Art.10. De bevoegde entiteit staat in voor de gevolgen van de vaststellingen van de controleorganen conform de bepalingen van het decreet van 28 juni 2013 betreffende het landbouw- en visserijbeleid.

Art.11. Dit besluit treedt in werking op de dag na de bekendmaking ervan in het Belgisch Staatsblad.

Art.12. De Vlaamse minister, bevoegd voor de landbouw, is belast met de uitvoering van dit besluit.

BIJLAGE.
Art.
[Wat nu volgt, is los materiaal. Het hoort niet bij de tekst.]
//! Conversions from store rows to API views. All functions here run inside
//! `spawn_blocking` closures and may issue further store reads.

use std::collections::{BTreeMap, HashMap};

use anyhow::{Context, Result};
use chrono::{DateTime, Utc};
use uuid::Uuid;

use hearth_db::Database;
use hearth_db::models::{AlertRow, ChatRow, MemberRow, MessageRow, PollRow, UserRow};
use hearth_types::api::{
    AlertView, ConversationView, MessagePreview, MessageView, PinnedNoteView, PollOptionView,
    PollView, UserSummary,
};
use hearth_types::ids::{ChatRef, FamilyId};
use hearth_types::models::{GeoPoint, SessionUser, vote_percentage};

/// Display name of every family's shared chat.
pub const GROUP_CHAT_NAME: &str = "Family Group";

pub fn parse_uuid(raw: &str) -> Result<Uuid> {
    raw.parse().with_context(|| format!("corrupt id in store: {}", raw))
}

pub fn parse_ts(raw: &str) -> Result<DateTime<Utc>> {
    hearth_db::parse_timestamp(raw).with_context(|| format!("corrupt timestamp in store: {}", raw))
}

pub fn member_summary(row: &MemberRow) -> Result<UserSummary> {
    Ok(UserSummary {
        id: parse_uuid(&row.id)?,
        name: row.name.clone(),
        avatar: row.avatar_url.clone(),
    })
}

pub fn user_summary(row: &UserRow) -> Result<UserSummary> {
    Ok(UserSummary {
        id: parse_uuid(&row.id)?,
        name: row.name.clone(),
        avatar: row.avatar_url.clone(),
    })
}

pub fn session_user(row: UserRow) -> Result<SessionUser> {
    Ok(SessionUser {
        id: parse_uuid(&row.id)?,
        role: row.role.parse().map_err(anyhow::Error::msg)?,
        parent_id: row.parent_id.as_deref().map(parse_uuid).transpose()?,
        family_id: row.family_id.map(FamilyId::new),
        name: row.name,
    })
}

/// Whether `user` may read or write the chat: they are a member, or it is
/// their family's group chat.
pub fn chat_visible(db: &Database, chat: &ChatRow, user: &SessionUser) -> Result<bool> {
    if chat.is_group {
        if let (Some(chat_family), Some(user_family)) = (&chat.family_id, &user.family_id) {
            if chat_family == user_family.as_str() {
                return Ok(true);
            }
        }
    }
    db.is_chat_member(&chat.id, &user.id.to_string())
}

/// Build the view of a persisted chat as seen by `viewer`.
pub fn conversation_view(db: &Database, chat: ChatRow, viewer: Uuid) -> Result<ConversationView> {
    let members = db.get_chat_members(&chat.id)?;
    let users = members.iter().map(member_summary).collect::<Result<Vec<_>>>()?;

    let chat_name = if chat.is_group {
        chat.chat_name.clone().unwrap_or_else(|| GROUP_CHAT_NAME.to_string())
    } else {
        users
            .iter()
            .find(|u| u.id != viewer)
            .map(|u| u.name.clone())
            .or_else(|| chat.chat_name.clone())
            .unwrap_or_default()
    };

    let latest_message = match &chat.latest_message_id {
        Some(message_id) => match db.get_message(message_id)? {
            Some(row) => Some(MessagePreview {
                id: parse_uuid(&row.id)?,
                content: row.content.clone(),
                sender: member_summary(&row.sender)?,
                created_at: parse_ts(&row.created_at)?,
            }),
            None => None,
        },
        None => None,
    };

    let pinned_notes = pinned_notes(db, &chat.id)?;

    Ok(ConversationView {
        id: ChatRef::Persisted(parse_uuid(&chat.id)?),
        chat_name,
        is_group_chat: chat.is_group,
        is_virtual: false,
        users,
        latest_message,
        pinned_notes,
        created_at: parse_ts(&chat.created_at)?,
        updated_at: parse_ts(&chat.updated_at)?,
    })
}

/// Pinned notes of a chat, oldest first.
pub fn pinned_notes(db: &Database, chat_id: &str) -> Result<Vec<PinnedNoteView>> {
    db.get_pinned_notes(chat_id)?
        .iter()
        .map(|note| {
            Ok(PinnedNoteView {
                text: note.text.clone(),
                pinned_by: member_summary(&note.pinned_by)?,
                pinned_at: parse_ts(&note.pinned_at)?,
            })
        })
        .collect()
}

/// Read-time stand-in for a one-on-one chat that does not exist yet. Sorts
/// by the counterpart's account creation time.
pub fn virtual_conversation(viewer: UserSummary, counterpart: &UserRow) -> Result<ConversationView> {
    let counterpart_summary = user_summary(counterpart)?;
    let joined = parse_ts(&counterpart.created_at)?;

    Ok(ConversationView {
        id: ChatRef::Virtual(counterpart_summary.id),
        chat_name: counterpart.name.clone(),
        is_group_chat: false,
        is_virtual: true,
        users: vec![viewer, counterpart_summary],
        latest_message: None,
        pinned_notes: vec![],
        created_at: joined,
        updated_at: joined,
    })
}

/// Attach reaction counters and read receipts to message rows.
pub fn message_views(db: &Database, rows: Vec<MessageRow>) -> Result<Vec<MessageView>> {
    let message_ids: Vec<String> = rows.iter().map(|r| r.id.clone()).collect();

    let mut reactions: HashMap<String, BTreeMap<String, i64>> = HashMap::new();
    for r in db.get_reactions_for_messages(&message_ids)? {
        reactions.entry(r.message_id).or_default().insert(r.symbol, r.count);
    }

    let mut readers: HashMap<String, Vec<Uuid>> = HashMap::new();
    for r in db.get_reads_for_messages(&message_ids)? {
        readers.entry(r.message_id).or_default().push(parse_uuid(&r.user_id)?);
    }

    rows.into_iter()
        .map(|row| {
            Ok(MessageView {
                id: parse_uuid(&row.id)?,
                chat_id: parse_uuid(&row.chat_id)?,
                sender: member_summary(&row.sender)?,
                content: row.content,
                reply_to: row.reply_to.as_deref().map(parse_uuid).transpose()?,
                reactions: reactions.remove(&row.id).unwrap_or_default(),
                read_by: readers.remove(&row.id).unwrap_or_default(),
                created_at: parse_ts(&row.created_at)?,
                chat: None,
            })
        })
        .collect()
}

/// Build full poll views (options, voters, derived percentages).
pub fn poll_views(db: &Database, rows: Vec<PollRow>) -> Result<Vec<PollView>> {
    let poll_ids: Vec<String> = rows.iter().map(|r| r.id.clone()).collect();

    let mut voters: HashMap<String, Vec<UserSummary>> = HashMap::new();
    for vote in db.get_poll_votes(&poll_ids)? {
        voters
            .entry(vote.option_id)
            .or_default()
            .push(member_summary(&vote.voter)?);
    }

    let mut options: HashMap<String, Vec<(String, String)>> = HashMap::new();
    for option in db.get_poll_options(&poll_ids)? {
        options.entry(option.poll_id).or_default().push((option.id, option.text));
    }

    rows.into_iter()
        .map(|row| {
            let raw_options = options.remove(&row.id).unwrap_or_default();
            let with_votes: Vec<(String, String, Vec<UserSummary>)> = raw_options
                .into_iter()
                .map(|(id, text)| {
                    let votes = voters.remove(&id).unwrap_or_default();
                    (id, text, votes)
                })
                .collect();
            let total_votes: usize = with_votes.iter().map(|(_, _, v)| v.len()).sum();

            let options = with_votes
                .into_iter()
                .map(|(id, text, votes)| {
                    Ok(PollOptionView {
                        id: parse_uuid(&id)?,
                        text,
                        percentage: vote_percentage(votes.len(), total_votes),
                        votes,
                    })
                })
                .collect::<Result<Vec<_>>>()?;

            Ok(PollView {
                id: parse_uuid(&row.id)?,
                question: row.question,
                options,
                family_id: FamilyId::new(row.family_id),
                created_by: member_summary(&row.created_by)?,
                is_active: row.is_active,
                total_votes,
                created_at: parse_ts(&row.created_at)?,
            })
        })
        .collect()
}

pub fn alert_view(row: AlertRow) -> Result<AlertView> {
    Ok(AlertView {
        id: parse_uuid(&row.id)?,
        triggered_by: member_summary(&row.triggered_by)?,
        family_id: FamilyId::new(row.family_id),
        location: GeoPoint {
            lat: row.lat,
            lng: row.lng,
        },
        status: row.status.parse().map_err(anyhow::Error::msg)?,
        resolved_at: row.resolved_at.as_deref().map(parse_ts).transpose()?,
        created_at: parse_ts(&row.created_at)?,
    })
}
N. Algemene beginselen van geïntegreerde gewasbescherming als vermeld in artikel 5, eerste lid
  1. De voorkoming of vernietiging van schadelijke organismen moet worden bewerkstelligd door een of meer van de volgende maatregelen:
  a) gewasrotatie;
  b) gebruik van adequate teeltechnieken, bijvoorbeeld vals-zaaibedtechniek, zaaitijd en -dichtheid, onderzaaien, conserverende bodembewerking, snoeien en direct inzaaien;
  c) gebruik, waar passend, van resistente of tolerante cultivars en standaard- of gecertificeerd zaai- en plantgoed;
  d) gebruik van evenwichtige bemesting, kalkbemesting en irrigatie- of drainagepraktijken;
  e) voorkomen van de verspreiding van schadelijke organismen met hygiënemaatregelen, bijvoorbeeld door een regelmatige reiniging van machines en apparatuur;
  f) bescherming en bevordering van belangrijke nuttige organismen, bijvoorbeeld door adequate beheersmaatregelen of het gebruik van ecologische infrastructuur in en buiten de productiegebieden.
  2. Schadelijke organismen moeten worden gemonitord met passende methoden en instrumenten, als die beschikbaar zijn. Tot die instrumenten behoren, waar mogelijk, veldobservaties en wetenschappelijk verantwoorde waarschuwingsdiensten, voorspellings- en vroegdiagnosesystemen, alsook het ter harte nemen van advies van gekwalificeerde beroepsadviseurs.
  3. Op grond van de resultaten van de monitoring moet de professionele gebruiker besluiten of en wanneer hij beheersmaatregelen treft. Strenge en wetenschappelijk verantwoorde drempelwaarden zijn essentiële componenten bij de besluitvorming. Waar mogelijk moet vóór de behandeling van schadelijke organismen rekening worden gehouden met drempelwaarden die zijn vastgesteld voor de regio, voor specifieke gebieden, voor gewassen of voor bijzondere klimatologische omstandigheden .
  4. Duurzame biologische, fysische, en andere niet-chemische methoden verdienen de voorkeur boven chemische methoden als de schadelijke organismen daarmee op bevredigende wijze worden bestreden. Onder niet-chemische methoden wordt verstaan: methoden die een alternatief vormen voor chemische gewasbeschermingsmiddelen voor gewasbescherming en die berusten op landbouwtechnieken als vermeld in punt 1, of op fysische, mechanische of biologische bestrijdingsmethoden.
  5. De gebruikte gewasbeschermingsmiddelen moeten zo doelgericht mogelijk zijn en zo min mogelijk neveneffecten hebben voor de menselijke gezondheid, niet-doelwitorganismen en het milieu.
  6. De professionele gebruiker moet het gebruik van gewasbeschermingsmiddelen en andere vormen van ingrijpen beperken tot een noodzakelijk niveau, bijvoorbeeld door kleinere doses, een lagere toepassingsfrequentie of gedeeltelijke toepassingen, op grond van de overweging dat het risico voor de gewassen aanvaardbaar is en de gewasbeschermingsmiddelen de kans op resistentie van de populaties schadelijke organismen niet verhogen.
  7. Als het risico op resistentie tegen een beheersmaatregel bekend is en als het niveau van schadelijke organismen dusdanig is dat verschillende toepassingen van gewasbeschermingsmiddelen op de gewassen noodzakelijk zijn, moeten de beschikbare strategieën ter voorkoming van resistentie worden uitgevoerd om de werking van de producten te behouden. Dat kan het gebruik van diverse gewasbeschermingsmiddelen met verschillende werking inhouden.
  8. Op basis van de registers over het gebruik van gewasbeschermingsmiddelen en van de monitoring van schadelijke organismen moet de professionele gebruiker zich een oordeel vormen over het succes van de toegepaste beheersmaatregelen. De registers moeten ter beschikking zijn van de bevoegde diensten.